Такой, подумал Митин, и пальцем никого не тронет, не то что женщину.
— А как же справлялся, коли не бил? — не унимался Каратаев.
— Не в том суть, — поморщился Окладников. — Я поначалу все доказательств у нее требовал. Придет домой после съемок, где любовная сцена по ходу фильма, а мне обязательно надо, чтобы она наизнанку выворачивалась. В подробностях излагала, что чувствовала с партнером, чего ей хотелось в этот момент… — Окладников помолчал. — Мучил ее до потери сознания.
— А сейчас как же?
— Сейчас? — Окладников потер висок. — Сейчас отстал. Понял, что любит она меня без памяти, а все эти репетиции, скользкие моменты — это просто работа такая.
— Значит, одному баранку крутить — работа, другому — целоваться. Все одно?
— Ага! — подтвердил Окладников. — Моя работа тоже не просто так — селедку развешивать.
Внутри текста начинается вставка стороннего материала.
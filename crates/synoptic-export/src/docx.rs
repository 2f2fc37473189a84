use std::io::Cursor;

use docx_rs::{AlignmentType, Docx, PageMargin, Paragraph, Run, RunFonts, Style, StyleType};

use crate::assemble::AssembledReport;
use crate::error::ExportError;
use crate::settings::ReportSettings;
use crate::styles::DocumentStyles;

const TWIPS_PER_INCH: f64 = 1440.0;
const TWIPS_PER_POINT: usize = 20;

/// Generate a DOCX document from an assembled report.
///
/// The report text is read line by line:
/// - the first line (report title) → "Title" heading
/// - a reported section title after a blank line → "Section" heading
/// - `- item` → bullet paragraph
/// - `Label: value` → bold label run followed by the value
/// - leading indentation → left paragraph indent per level
pub fn generate_docx(
    report: &AssembledReport,
    settings: &ReportSettings,
) -> Result<Vec<u8>, ExportError> {
    let styles = &settings.styles;
    let margin = (styles.margin_inches * TWIPS_PER_INCH).round() as i32;

    let mut docx = Docx::new()
        .page_margin(
            PageMargin::new()
                .top(margin)
                .bottom(margin)
                .left(margin)
                .right(margin),
        )
        .add_style(heading_style("Title", "title", styles.title_size))
        .add_style(heading_style("Section", "section heading", styles.section_size));

    let mut previous_blank = false;
    for (index, line) in report.lines().enumerate() {
        let trimmed = line.trim_start();
        if trimmed.is_empty() {
            docx = docx.add_paragraph(Paragraph::new());
            previous_blank = true;
            continue;
        }

        let depth = indent_level(line, settings.indent_width);
        let paragraph = if index == 0 {
            heading_paragraph(trimmed, "Title", styles)
        } else if previous_blank && depth == 0 && report.sections.iter().any(|s| s == trimmed) {
            heading_paragraph(trimmed, "Section", styles)
        } else if let Some(text) = trimmed.strip_prefix("- ") {
            bullet_paragraph(text, depth, styles)
        } else {
            body_paragraph(trimmed, depth, styles)
        };
        docx = docx.add_paragraph(paragraph);
        previous_blank = false;
    }

    let mut buf = Cursor::new(Vec::new());
    docx.build()
        .pack(&mut buf)
        .map_err(|e| ExportError::Docx(e.to_string()))?;

    tracing::debug!(form_id = %report.form_id, bytes = buf.get_ref().len(), "generated docx");
    Ok(buf.into_inner())
}

fn indent_level(line: &str, indent_width: usize) -> usize {
    let spaces = line.len() - line.trim_start_matches(' ').len();
    spaces / indent_width.max(1)
}

fn heading_style(style_id: &str, name: &str, size_pt: usize) -> Style {
    Style::new(style_id, StyleType::Paragraph)
        .name(name)
        .size(size_pt * 2) // OOXML uses half-points
        .bold()
}

fn heading_paragraph(text: &str, style_id: &str, styles: &DocumentStyles) -> Paragraph {
    Paragraph::new().style(style_id).add_run(
        Run::new()
            .add_text(text)
            .fonts(RunFonts::new().ascii(&styles.heading_font)),
    )
}

fn indented(depth: usize, styles: &DocumentStyles) -> Paragraph {
    let para = Paragraph::new().align(AlignmentType::Left);
    if depth == 0 {
        return para;
    }
    let left = (depth * styles.indent_points * TWIPS_PER_POINT) as i32;
    para.indent(Some(left), None, None, None)
}

fn bullet_paragraph(text: &str, depth: usize, styles: &DocumentStyles) -> Paragraph {
    let bullet_run = body_run("\u{2022} ", styles);
    let mut para = indented(depth, styles).add_run(bullet_run);
    for run in parse_inline(text, styles) {
        para = para.add_run(run);
    }
    para
}

fn body_paragraph(text: &str, depth: usize, styles: &DocumentStyles) -> Paragraph {
    let mut para = indented(depth, styles);
    for run in parse_inline(text, styles) {
        para = para.add_run(run);
    }
    para
}

fn body_run(text: &str, styles: &DocumentStyles) -> Run {
    Run::new()
        .add_text(text)
        .size(styles.body_size * 2)
        .fonts(RunFonts::new().ascii(&styles.body_font))
}

/// Split `Label: value` into a bold label and a plain value.
fn parse_inline(text: &str, styles: &DocumentStyles) -> Vec<Run> {
    match text.split_once(": ") {
        Some((label, value)) if !label.is_empty() => vec![
            body_run(&format!("{label}: "), styles).bold(),
            body_run(value, styles),
        ],
        _ => vec![body_run(text, styles)],
    }
}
— А какая у тебя работа? — спросил Митин. Только сейчас он сообразил, что Юрка ни разу не упоминал о своей работе. Почему-то ведь сбежал он из высотного дома в эти глухие, малокомфортабельные места.
— Психологическая, — улыбнулся Юра.
— Как это? — не понял Каратаев.
— Я… как бы тебе объяснить… Психолог. Они ведь всюду нужны.
— Уж как нужны, — захохотал Каратаев. — У нас, поди, каждый в стране психолог. — Он покривил губы. — Начиная с нашей буфетчицы.
Митин припомнил птичку-буфетчицу в Ярильске и то, как она удачно сработала их отъезд.
— И что же, за эту психологию и деньги платят? Хорошие?
— Нормальные, — Юрка застенчиво опустил глаза. — Если на космос поработаешь или в серьезный эксперимент напросишься, то совсем приличные. В прошлом году, допустим, мы плавучую лабораторию на яхте соорудили…
— На яхте? — ахнул Каратаев.
— Был такой эксперимент. На совместимость.
— На яхте каждый совместится, — уныло сострил Каратаев. — Вы где плавали-то?
Окладников открыл рот, но вдруг стал тереть грудь.
— В другой раз, Саня. — Он массировал вдоль ребер — справа налево, слева направо. Немного погодя снял руку с груди, отдышался. — Приезжай, и тебя возьмем на эксперимент, — пригласил Каратаева.